Understanding and misunderstanding randomized controlled trials
Read full paper →- Authors
- Angus Deaton, Nancy Cartwright
- Journal
- Social Science & Medicine
- Year
- 2017
- Citations
- 1,799
TL;DR
This paper argues that while Randomized Controlled Trials (RCTs) are valuable, they are often over-trusted and misunderstood, especially regarding their ability to equalize groups, provide precise estimates, or guarantee generalizability, meaning self-experimenters should be highly critical of RCT findings and thoughtfully design their own experiments to understand *why* something works, not just *if* it works for a specific group.
What they tested
This paper did not test an intervention in the traditional sense.

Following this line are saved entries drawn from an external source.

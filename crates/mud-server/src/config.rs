// Copyright (C) 2026 The Loom MUD Authors
//
// This program is free software: you can redistribute it and/or modify it under
// the terms of the GNU General Public License as published by the Free Software
// Foundation, version 3.
//
// This program is distributed in the hope that it will be useful, but WITHOUT
// ANY WARRANTY; without even the implied warranty of MERCHANTABILITY or FITNESS
// FOR A PARTICULAR PURPOSE. See the GNU General Public License for more details.
//
// You should have received a copy of the GNU General Public License along with
// this program. If not, see <https://www.gnu.org/licenses/>.
//

//! Config loading: a hierarchical tree loaded from a YAML file at startup, with environment
//! overrides permitted for the content path and logging level only.

use std::path::Path;

use figment::providers::{Env, Format, Serialized, Yaml};
use figment::Figment;
use mud_common::config::Config;

/// Builds the effective config: defaults, then the YAML file if one was given, then a narrow set
/// of environment overrides. Server-wide settings outside `content_path`/log level are
/// deliberately not environment-overridable.
pub fn load(path: Option<&Path>) -> Result<Config, figment::Error> {
    let mut figment = Figment::new().merge(Serialized::defaults(Config::default()));
    if let Some(path) = path {
        figment = figment.merge(Yaml::file(path));
    }
    figment = figment.merge(Env::prefixed("MUD_").only(&["world.content_path"]).split("__"));
    figment.extract()
}

pub fn log_filter() -> String {
    std::env::var("MUD_LOG").unwrap_or_else(|_| "info".to_string())
}

#[cfg(test)]
mod tests {
    use super::*;

    #[test]
    fn defaults_load_without_a_file() {
        let config = load(None).unwrap();
        assert_eq!(config.clock.turn_ms, 50);
    }
}
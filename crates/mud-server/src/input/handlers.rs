// Copyright (C) 2026 The Loom MUD Authors
//
// This program is free software: you can redistribute it and/or modify it under
// the terms of the GNU General Public License as published by the Free Software
// Foundation, version 3.
//
// This program is distributed in the hope that it will be useful, but WITHOUT
// ANY WARRANTY; without even the implied warranty of MERCHANTABILITY or FITNESS
// FOR A PARTICULAR PURPOSE. See the GNU General Public License for more details.
//
// You should have received a copy of the GNU General Public License along with
// this program. If not, see <https://www.gnu.org/licenses/>.
//

//! The eight named handlers of the standard chain. Each is deliberately small -- the chain's
//! job is sequencing, not any one stage doing a lot of work.

use std::sync::Arc;

use mud_engine::session::UserRegistry;
use parking_lot::Mutex;

use crate::input::pipeline::{HandlerOutcome, LoginStage, PipelineContext};

// --- per-byte handlers --------------------------------------------------------------------

/// Consumes telnet IAC option-negotiation replies and sub-negotiation sequences so they never
/// reach the accumulator. Line-stream only -- framed transports omit this stage entirely.
#[derive(Default)]
pub struct ProtocolEscapeHandler {
    remaining: u8,
}

impl super::pipeline::ByteHandler for ProtocolEscapeHandler {
    fn name(&self) -> &'static str {
        "protocol-escape"
    }

    fn handle(&mut self, byte: u8, _ctx: &mut PipelineContext) -> HandlerOutcome {
        const IAC: u8 = 255;
        if self.remaining > 0 {
            self.remaining -= 1;
            return HandlerOutcome::Stop;
        }
        if byte == IAC {
            self.remaining = 2; // command + option byte
            return HandlerOutcome::Stop;
        }
        HandlerOutcome::Continue
    }
}

/// Interprets cursor/keycode escape sequences: arrow up/down walk history, Tab cycles the active
/// suggestion, backspace edits the accumulator in place.
#[derive(Default)]
pub struct EscapeSequenceHandler {
    state: EscState,
}

#[derive(Default, PartialEq, Eq)]
enum EscState {
    #[default]
    None,
    SawEsc,
    SawBracket,
}

impl super::pipeline::ByteHandler for EscapeSequenceHandler {
    fn name(&self) -> &'static str {
        "escape-sequence"
    }

    fn handle(&mut self, byte: u8, ctx: &mut PipelineContext) -> HandlerOutcome {
        const ESC: u8 = 0x1b;
        const TAB: u8 = 0x09;
        const BACKSPACE: u8 = 0x08;
        const DEL: u8 = 0x7f;

        match self.state {
            EscState::None => {
                if byte == ESC {
                    self.state = EscState::SawEsc;
                    return HandlerOutcome::Stop;
                }
                if byte == TAB {
                    if let Some(suggestion) = ctx.suggestion.take() {
                        ctx.accumulator = suggestion;
                    }
                    return HandlerOutcome::Stop;
                }
                if byte == BACKSPACE || byte == DEL {
                    ctx.accumulator.pop();
                    return HandlerOutcome::Stop;
                }
                HandlerOutcome::Continue
            }
            EscState::SawEsc => {
                if byte == b'[' {
                    self.state = EscState::SawBracket;
                } else {
                    self.state = EscState::None;
                }
                HandlerOutcome::Stop
            }
            EscState::SawBracket => {
                self.state = EscState::None;
                match byte {
                    b'A' => {
                        if let Some(line) = ctx.history.older() {
                            ctx.accumulator = line.to_string();
                        }
                    }
                    b'B' => {
                        ctx.accumulator = ctx.history.newer().map(str::to_string).unwrap_or_default();
                    }
                    _ => {}
                }
                HandlerOutcome::Stop
            }
        }
    }
}

/// Strips bytes outside printable ASCII / common whitespace and caps line length so a runaway
/// client can't grow the accumulator unbounded.
pub struct InputCleanser {
    max_len: usize,
}

impl Default for InputCleanser {
    fn default() -> Self {
        Self { max_len: 1024 }
    }
}

impl super::pipeline::ByteHandler for InputCleanser {
    fn name(&self) -> &'static str {
        "input-cleanser"
    }

    fn handle(&mut self, byte: u8, ctx: &mut PipelineContext) -> HandlerOutcome {
        if byte == b'\n' || byte == b'\r' {
            return HandlerOutcome::Continue;
        }
        if !(0x20..0x7f).contains(&byte) {
            return HandlerOutcome::Stop; // drop disallowed control bytes silently
        }
        if ctx.accumulator.len() >= self.max_len {
            return HandlerOutcome::Stop;
        }
        HandlerOutcome::Continue
    }
}

/// Echoes typed characters straight back to the connection, masking with `*` while
/// `ctx.echo_secret` is set (password entry). Writes accumulate in `ctx.shared["echo_out"]`,
/// which the write task drains after every byte -- this handler never touches the socket
/// directly, so it stays testable without one. Post-login chains install this.
#[derive(Default)]
pub struct EchoHandler;

impl super::pipeline::ByteHandler for EchoHandler {
    fn name(&self) -> &'static str {
        "echo"
    }

    fn handle(&mut self, byte: u8, ctx: &mut PipelineContext) -> HandlerOutcome {
        if byte == b'\n' || byte == b'\r' {
            return HandlerOutcome::Continue;
        }
        let shown = if ctx.echo_secret { '*' } else { byte as char };
        ctx.shared.entry("echo_out".to_string()).or_default().push(shown);
        HandlerOutcome::Continue
    }
}

/// Traps interrupt-equivalent key chords (Ctrl-C) and records that the connection asked to be
/// interrupted, without itself deciding what that means (the worker loop checks `shared`).
#[derive(Default)]
pub struct SignalHandler;

impl super::pipeline::ByteHandler for SignalHandler {
    fn name(&self) -> &'static str {
        "signal"
    }

    fn handle(&mut self, byte: u8, ctx: &mut PipelineContext) -> HandlerOutcome {
        const CTRL_C: u8 = 0x03;
        if byte == CTRL_C {
            ctx.shared.insert("interrupt".to_string(), "1".to_string());
            return HandlerOutcome::Stop;
        }
        HandlerOutcome::Continue
    }
}

// --- per-line handlers ---------------------------------------------------------------------

/// Drives the pre-login state machine: username, password, optional new-account confirm, email.
/// On success it stores the resolved `UserId` in `ctx.shared["user_id"]` and flips
/// `ctx.logged_in`; the outer worker loop removes this handler once that happens.
pub struct LoginPromptHandler {
    registry: Arc<Mutex<UserRegistry>>,
}

impl LoginPromptHandler {
    pub fn new(registry: Arc<Mutex<UserRegistry>>) -> Self {
        Self { registry }
    }
}

impl super::pipeline::LineHandler for LoginPromptHandler {
    fn name(&self) -> &'static str {
        "login-prompt"
    }

    fn handle(&mut self, line: &str, ctx: &mut PipelineContext) -> HandlerOutcome {
        if ctx.logged_in {
            return HandlerOutcome::Continue;
        }

        match ctx.login_stage.clone() {
            LoginStage::Username => {
                let username = line.trim().to_string();
                if username.is_empty() {
                    return HandlerOutcome::Stop;
                }
                ctx.login_stage = LoginStage::Password { username };
                ctx.echo_secret = true;
                HandlerOutcome::Stop
            }
            LoginStage::Password { username } => {
                ctx.echo_secret = false;
                let mut registry = self.registry.lock();
                match registry.authenticate(&username, line) {
                    Ok(user_id) => {
                        ctx.shared.insert("user_id".to_string(), user_id.0.to_string());
                        ctx.logged_in = true;
                        ctx.login_stage = LoginStage::Done;
                    }
                    Err(mud_engine::session::AuthError::NoSuchUser) => {
                        ctx.login_stage = LoginStage::NewAccountConfirm { username };
                    }
                    Err(_) => {
                        ctx.login_stage = LoginStage::Username;
                    }
                }
                HandlerOutcome::Stop
            }
            LoginStage::NewAccountConfirm { username } => {
                if line.trim().eq_ignore_ascii_case("y") {
                    ctx.login_stage = LoginStage::NewAccountPassword { username };
                    ctx.echo_secret = true;
                } else {
                    ctx.login_stage = LoginStage::Username;
                }
                HandlerOutcome::Stop
            }
            LoginStage::NewAccountPassword { username } => {
                ctx.echo_secret = false;
                let mut registry = self.registry.lock();
                match registry.create_account(&username, line) {
                    Ok(user_id) => {
                        ctx.shared.insert("user_id".to_string(), user_id.0.to_string());
                        ctx.logged_in = true;
                        ctx.login_stage = LoginStage::Done;
                    }
                    Err(_) => {
                        ctx.login_stage = LoginStage::Username;
                    }
                }
                HandlerOutcome::Stop
            }
            LoginStage::Email { .. } | LoginStage::Done => HandlerOutcome::Stop,
        }
    }
}

/// Appends every submitted line to the connection's scrollback ring.
pub struct HistoryHandler;

impl super::pipeline::LineHandler for HistoryHandler {
    fn name(&self) -> &'static str {
        "history"
    }

    fn handle(&mut self, line: &str, ctx: &mut PipelineContext) -> HandlerOutcome {
        ctx.history.push(line.to_string());
        HandlerOutcome::Continue
    }
}

/// Intercepts the admin escape commands `/quit`, `/reload`, `/shutdown [<seconds>]` outside the
/// normal game command stream. Only installed for admin sessions.
pub struct SystemCommandHandler;

impl super::pipeline::LineHandler for SystemCommandHandler {
    fn name(&self) -> &'static str {
        "system-command"
    }

    fn handle(&mut self, line: &str, ctx: &mut PipelineContext) -> HandlerOutcome {
        if !ctx.is_admin {
            return HandlerOutcome::Continue;
        }
        let trimmed = line.trim();
        if trimmed == "/quit" {
            ctx.shared.insert("admin_quit".to_string(), "1".to_string());
            return HandlerOutcome::Stop;
        }
        if trimmed == "/reload" {
            ctx.shared.insert("admin_reload".to_string(), "1".to_string());
            return HandlerOutcome::Stop;
        }
        if let Some(rest) = trimmed.strip_prefix("/shutdown") {
            let seconds = rest.trim().parse::<u64>().unwrap_or(0);
            ctx.shared.insert("admin_shutdown".to_string(), seconds.to_string());
            return HandlerOutcome::Stop;
        }
        HandlerOutcome::Continue
    }
}

#[cfg(test)]
mod tests {
    use super::*;
    use crate::input::pipeline::{ByteHandler, LineHandler};

    fn ctx() -> PipelineContext {
        PipelineContext::new(10, std::time::Duration::from_millis(0))
    }

    #[test]
    fn backspace_edits_the_accumulator() {
        let mut ctx = ctx();
        ctx.accumulator = "loo".to_string();
        let mut handler = EscapeSequenceHandler::default();
        assert_eq!(handler.handle(0x08, &mut ctx), HandlerOutcome::Stop);
        assert_eq!(ctx.accumulator, "lo");
    }

    #[test]
    fn tab_accepts_the_pending_suggestion() {
        let mut ctx = ctx();
        ctx.suggestion = Some("north".to_string());
        let mut handler = EscapeSequenceHandler::default();
        handler.handle(0x09, &mut ctx);
        assert_eq!(ctx.accumulator, "north");
    }

    #[test]
    fn cleanser_drops_non_printable_bytes() {
        let mut ctx = ctx();
        let mut handler = InputCleanser::default();
        assert_eq!(handler.handle(0x01, &mut ctx), HandlerOutcome::Stop);
    }

    #[test]
    fn cleanser_passes_printable_bytes_through() {
        let mut ctx = ctx();
        let mut handler = InputCleanser::default();
        assert_eq!(handler.handle(b'a', &mut ctx), HandlerOutcome::Continue);
    }

    #[test]
    fn system_command_is_ignored_for_non_admins() {
        let mut ctx = ctx();
        ctx.is_admin = false;
        let mut handler = SystemCommandHandler;
        assert_eq!(handler.handle("/shutdown", &mut ctx), HandlerOutcome::Continue);
        assert!(!ctx.shared.contains_key("admin_shutdown"));
    }

    #[test]
    fn system_command_is_trapped_for_admins() {
        let mut ctx = ctx();
        ctx.is_admin = true;
        let mut handler = SystemCommandHandler;
        assert_eq!(handler.handle("/shutdown 30", &mut ctx), HandlerOutcome::Stop);
        assert_eq!(ctx.shared.get("admin_shutdown"), Some(&"30".to_string()));
    }

    #[test]
    fn signal_handler_traps_ctrl_c() {
        let mut ctx = ctx();
        let mut handler = SignalHandler;
        assert_eq!(handler.handle(0x03, &mut ctx), HandlerOutcome::Stop);
        assert!(ctx.shared.contains_key("interrupt"));
    }
}
// Copyright (C) 2026 The Loom MUD Authors
//
// This program is free software: you can redistribute it and/or modify it under
// the terms of the GNU General Public License as published by the Free Software
// Foundation, version 3.
//
// This program is distributed in the hope that it will be useful, but WITHOUT
// ANY WARRANTY; without even the implied warranty of MERCHANTABILITY or FITNESS
// FOR A PARTICULAR PURPOSE. See the GNU General Public License for more details.
//
// You should have received a copy of the GNU General Public License along with
// this program. If not, see <https://www.gnu.org/licenses/>.
//

//! Events are value-typed: every variant carries ids, never references, so a queued event can
//! outlive the handler that produced it without entangling lifetimes with the world. See
//! `DESIGN.md` for why this is a tagged union rather than dynamic dispatch.

use mud_common::{ConnectionId, InstanceId, MobId, RoomId, Turn, UserId};

/// Discriminant used to key the listener registry. Kept separate from `EventBody` so wildcard
/// listener lookups and dedup bookkeeping don't need to match on payloads.
#[derive(Copy, Clone, Eq, PartialEq, Hash, Debug)]
pub enum EventKind {
    Input,
    NewTurn,
    NewRound,
    RoomChange,
    Broadcast,
    Communication,
    RedrawPrompt,
    RebuildMap,
    Buff,
    PlayerSpawn,
    PlayerDespawn,
    LevelUp,
    MobDeath,
    PlayerDeath,
    DayNightCycle,
}

/// The actor a queued command is executed on behalf of: a logged-in player or an NPC instance.
#[derive(Copy, Clone, Eq, PartialEq, Hash, Debug)]
pub enum Actor {
    User(UserId),
    Npc(InstanceId),
}

/// An event awaiting dedup or wait-queue keying. Only a handful of kinds carry one; see
/// `EventBody::unique_key`.
#[derive(Copy, Clone, Eq, PartialEq, Hash, Debug)]
pub enum UniqueKey {
    RedrawPrompt(UserId),
    RebuildMap(RoomId),
}

/// Flags a command handler may set on the event it is processing. These ride along on the
/// dispatch context rather than the event itself, since they're produced *during* handling.
#[derive(Copy, Clone, Eq, PartialEq, Debug, Default)]
pub struct DispatchFlags {
    /// Suppresses further `Input` events for this actor until `unblock_input` or
    /// `block_until_complete` clears.
    pub block_input: bool,
    pub unblock_input: bool,
    /// Combines `block_input` with automatic clearing when the handler returns.
    pub block_input_until_complete: bool,
    /// Suppresses room-observer messages generated directly by the executing handler. This
    /// does not propagate to events the handler goes on to enqueue; only its own direct room
    /// messages are suppressed.
    pub secretly: bool,
    /// Skips invoking any script hook (e.g. onCommand) for this dispatch.
    pub skip_scripts: bool,
}

/// The payload carried by a queued event.
#[derive(Clone, Debug)]
pub enum EventBody {
    Input {
        actor: Actor,
        text: String,
    },
    NewTurn {
        turn: Turn,
    },
    NewRound {
        round: mud_common::Round,
    },
    RoomChange {
        who: Actor,
        from: Option<RoomId>,
        to: RoomId,
    },
    Broadcast {
        message: String,
    },
    Communication {
        from: Actor,
        to_room: RoomId,
        message: String,
    },
    RedrawPrompt {
        user: UserId,
    },
    RebuildMap {
        root_room: RoomId,
    },
    Buff {
        target: Actor,
        buff_name: String,
    },
    PlayerSpawn {
        user: UserId,
        room: RoomId,
    },
    PlayerDespawn {
        user: UserId,
        room: RoomId,
    },
    LevelUp {
        user: UserId,
        new_level: u32,
    },
    MobDeath {
        instance: InstanceId,
        mob: MobId,
        room: RoomId,
    },
    PlayerDeath {
        user: UserId,
        room: RoomId,
    },
    DayNightCycle {
        is_day: bool,
    },
}

impl EventBody {
    pub fn kind(&self) -> EventKind {
        match self {
            EventBody::Input { .. } => EventKind::Input,
            EventBody::NewTurn { .. } => EventKind::NewTurn,
            EventBody::NewRound { .. } => EventKind::NewRound,
            EventBody::RoomChange { .. } => EventKind::RoomChange,
            EventBody::Broadcast { .. } => EventKind::Broadcast,
            EventBody::Communication { .. } => EventKind::Communication,
            EventBody::RedrawPrompt { .. } => EventKind::RedrawPrompt,
            EventBody::RebuildMap { .. } => EventKind::RebuildMap,
            EventBody::Buff { .. } => EventKind::Buff,
            EventBody::PlayerSpawn { .. } => EventKind::PlayerSpawn,
            EventBody::PlayerDespawn { .. } => EventKind::PlayerDespawn,
            EventBody::LevelUp { .. } => EventKind::LevelUp,
            EventBody::MobDeath { .. } => EventKind::MobDeath,
            EventBody::PlayerDeath { .. } => EventKind::PlayerDeath,
            EventBody::DayNightCycle { .. } => EventKind::DayNightCycle,
        }
    }

    /// Events whose queued instance should collapse to at-most-one per key. Most kinds have no
    /// unique key and are never deduplicated.
    pub fn unique_key(&self) -> Option<UniqueKey> {
        match self {
            EventBody::RedrawPrompt { user } => Some(UniqueKey::RedrawPrompt(*user)),
            EventBody::RebuildMap { root_room } => Some(UniqueKey::RebuildMap(*root_room)),
            _ => None,
        }
    }

    /// The actor this event is dispatched "as", for fairness bookkeeping. Only `Input` events
    /// participate in the one-per-turn/per-actor fairness rule.
    pub fn fairness_actor(&self) -> Option<Actor> {
        match self {
            EventBody::Input { actor, .. } => Some(*actor),
            _ => None,
        }
    }
}

/// Priority class; lower dispatches first. Ties within a class break on insertion order
/// (`insertion_seq`), giving FIFO ordering among equally-prioritized, equally-ready events.
#[derive(Copy, Clone, Eq, PartialEq, Ord, PartialOrd, Hash, Debug)]
pub struct Priority(pub u8);

impl Priority {
    pub const HIGHEST: Priority = Priority(0);
    pub const CLOCK: Priority = Priority(10);
    pub const INPUT: Priority = Priority(20);
    pub const NPC: Priority = Priority(30);
    pub const NOTIFY: Priority = Priority(40);
    pub const LOWEST: Priority = Priority(255);
}

/// A queued scheduler record: the payload plus its ordering keys. `ready_turn` defers dispatch
/// until the clock reaches it; `is_requeue` marks events that were bounced back for fairness or
/// by a `CancelAndRequeue` listener, so a handler can refuse to requeue twice.
#[derive(Clone, Debug)]
pub struct Event {
    pub body: EventBody,
    pub priority: Priority,
    pub ready_turn: Turn,
    pub is_requeue: bool,
    pub flags: DispatchFlags,
    pub(crate) insertion_seq: u64,
}

impl Event {
    pub fn new(body: EventBody, priority: Priority, ready_turn: Turn) -> Self {
        Self {
            body,
            priority,
            ready_turn,
            is_requeue: false,
            flags: DispatchFlags::default(),
            insertion_seq: 0,
        }
    }

    pub fn kind(&self) -> EventKind {
        self.body.kind()
    }

    pub fn unique_key(&self) -> Option<UniqueKey> {
        self.body.unique_key()
    }
}

/// What a listener wants the scheduler to do next with the event it just saw.
#[derive(Copy, Clone, Eq, PartialEq, Debug)]
pub enum Directive {
    /// Run the next listener for this event.
    Continue,
    /// Stop processing this event; no further listeners run.
    Cancel,
    /// Reinsert the event for the next scheduler cycle. A listener that sees `is_requeue`
    /// already set on the event must not return this again, to bound requeuing to one cycle.
    CancelAndRequeue,
}
// Copyright (C) 2026 The Loom MUD Authors
//
// This program is free software: you can redistribute it and/or modify it under
// the terms of the GNU General Public License as published by the Free Software
// Foundation, version 3.
//
// This program is distributed in the hope that it will be useful, but WITHOUT
// ANY WARRANTY; without even the implied warranty of MERCHANTABILITY or FITNESS
// FOR A PARTICULAR PURPOSE. See the GNU General Public License for more details.
//
// You should have received a copy of the GNU General Public License along with
// this program. If not, see <https://www.gnu.org/licenses/>.
//

//! Tab-completion: Tab asks a completer for the first keyword or exit name matching the partial
//! word being typed. Suggestions are visual-only until accepted with space.

/// Produces the next completion candidate for a partial word, given the verbs and exit/keyword
/// vocabulary currently in scope (room-specific callers filter `vocabulary` before calling).
pub trait Completer: Send + Sync {
    fn suggest(&self, partial: &str, vocabulary: &[String]) -> Option<String>;
}

/// Case-insensitive longest-common-prefix match against a static or room-scoped word list,
/// returning the first alphabetically-sorted match so repeated Tab presses on the same partial
/// are deterministic.
pub struct KeywordCompleter;

impl Completer for KeywordCompleter {
    fn suggest(&self, partial: &str, vocabulary: &[String]) -> Option<String> {
        if partial.is_empty() {
            return None;
        }
        let lower = partial.to_lowercase();
        let mut candidates: Vec<&str> =
            vocabulary.iter().filter(|w| w.to_lowercase().starts_with(&lower)).map(String::as_str).collect();
        candidates.sort_unstable();
        candidates.first().map(|s| s.to_string())
    }
}

#[cfg(test)]
mod tests {
    use super::*;

    #[test]
    fn suggests_the_first_matching_keyword_alphabetically() {
        let completer = KeywordCompleter;
        let words = vec!["north".to_string(), "northeast".to_string(), "south".to_string()];
        assert_eq!(completer.suggest("nor", &words), Some("north".to_string()));
    }

    #[test]
    fn empty_partial_suggests_nothing() {
        let completer = KeywordCompleter;
        let words = vec!["north".to_string()];
        assert_eq!(completer.suggest("", &words), None);
    }

    #[test]
    fn no_match_returns_none() {
        let completer = KeywordCompleter;
        let words = vec!["north".to_string()];
        assert_eq!(completer.suggest("xyz", &words), None);
    }
}
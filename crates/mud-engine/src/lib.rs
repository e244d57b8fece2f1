// Copyright (C) 2026 The Loom MUD Authors
//
// This program is free software: you can redistribute it and/or modify it under
// the terms of the GNU General Public License as published by the Free Software
// Foundation, version 3.
//
// This program is distributed in the hope that it will be useful, but WITHOUT
// ANY WARRANTY; without even the implied warranty of MERCHANTABILITY or FITNESS
// FOR A PARTICULAR PURPOSE. See the GNU General Public License for more details.
//
// You should have received a copy of the GNU General Public License along with
// this program. If not, see <https://www.gnu.org/licenses/>.
//

//! The engine core: event model, scheduler, world state, NPC autonomy, session/auth, the script
//! sandbox, and the built-in command surface. Everything in here is connection-agnostic; the
//! `mud-server` binary supplies transports and wires a [`Broadcaster`] so this crate never has to
//! know what a telnet socket or a WebSocket frame looks like.

pub mod broadcaster;
pub mod event;
pub mod listener;
pub mod npc;
pub mod queue;
pub mod scheduler;
pub mod script;
pub mod session;
pub mod tasks;
pub mod world;

pub use broadcaster::Broadcaster;
pub use event::{Actor, DispatchFlags, Directive, Event, EventBody, EventKind, Priority};
pub use listener::{Listener, ListenerPriority, ListenerRegistry};
pub use queue::EventQueue;
pub use scheduler::{Scheduler, SchedulerControl};
pub use world::World;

Instead, the authors, Angus Deaton and Nancy Cartwright, critically examined the theoretical foundations, common claims, and practical limitations of Randomized Controlled Trials (RCTs) as a research methodology. They analyzed the statistical and philosophical assumptions underlying RCTs, particularly as they are increasingly applied in the social sciences beyond their traditional medical context. Their "test" involved a rigorous conceptual and logical analysis of how RCTs are designed, interpreted, and often misinterpreted by researchers and the public. They scrutinized claims about randomization's power, the precision of average treatment effects, the role of covariates, and the generalizability (external validity) of RCT findings.
Who was studied
No human participants, animals, or other subjects were studied in this paper. This is a theoretical and methodological critique, not an empirical study. The "subjects" of their analysis were the principles, practices, and interpretations of Randomized Controlled Trials themselves.
How they measured it
This paper did not involve empirical measurements, data collection, or statistical analysis of experimental results. Instead, the authors employed a method of logical argumentation, conceptual analysis, and critical review of statistical and philosophical literature pertaining to experimental design and causality. They "measured" the validity of common claims about RCTs by dissecting their underlying assumptions and logical consequences. Their approach involved:
**Conceptual Analysis:** Deconstructing key terms and concepts like "randomization," "unbiased estimate," "average treatment effect (ATE)," and "external validity."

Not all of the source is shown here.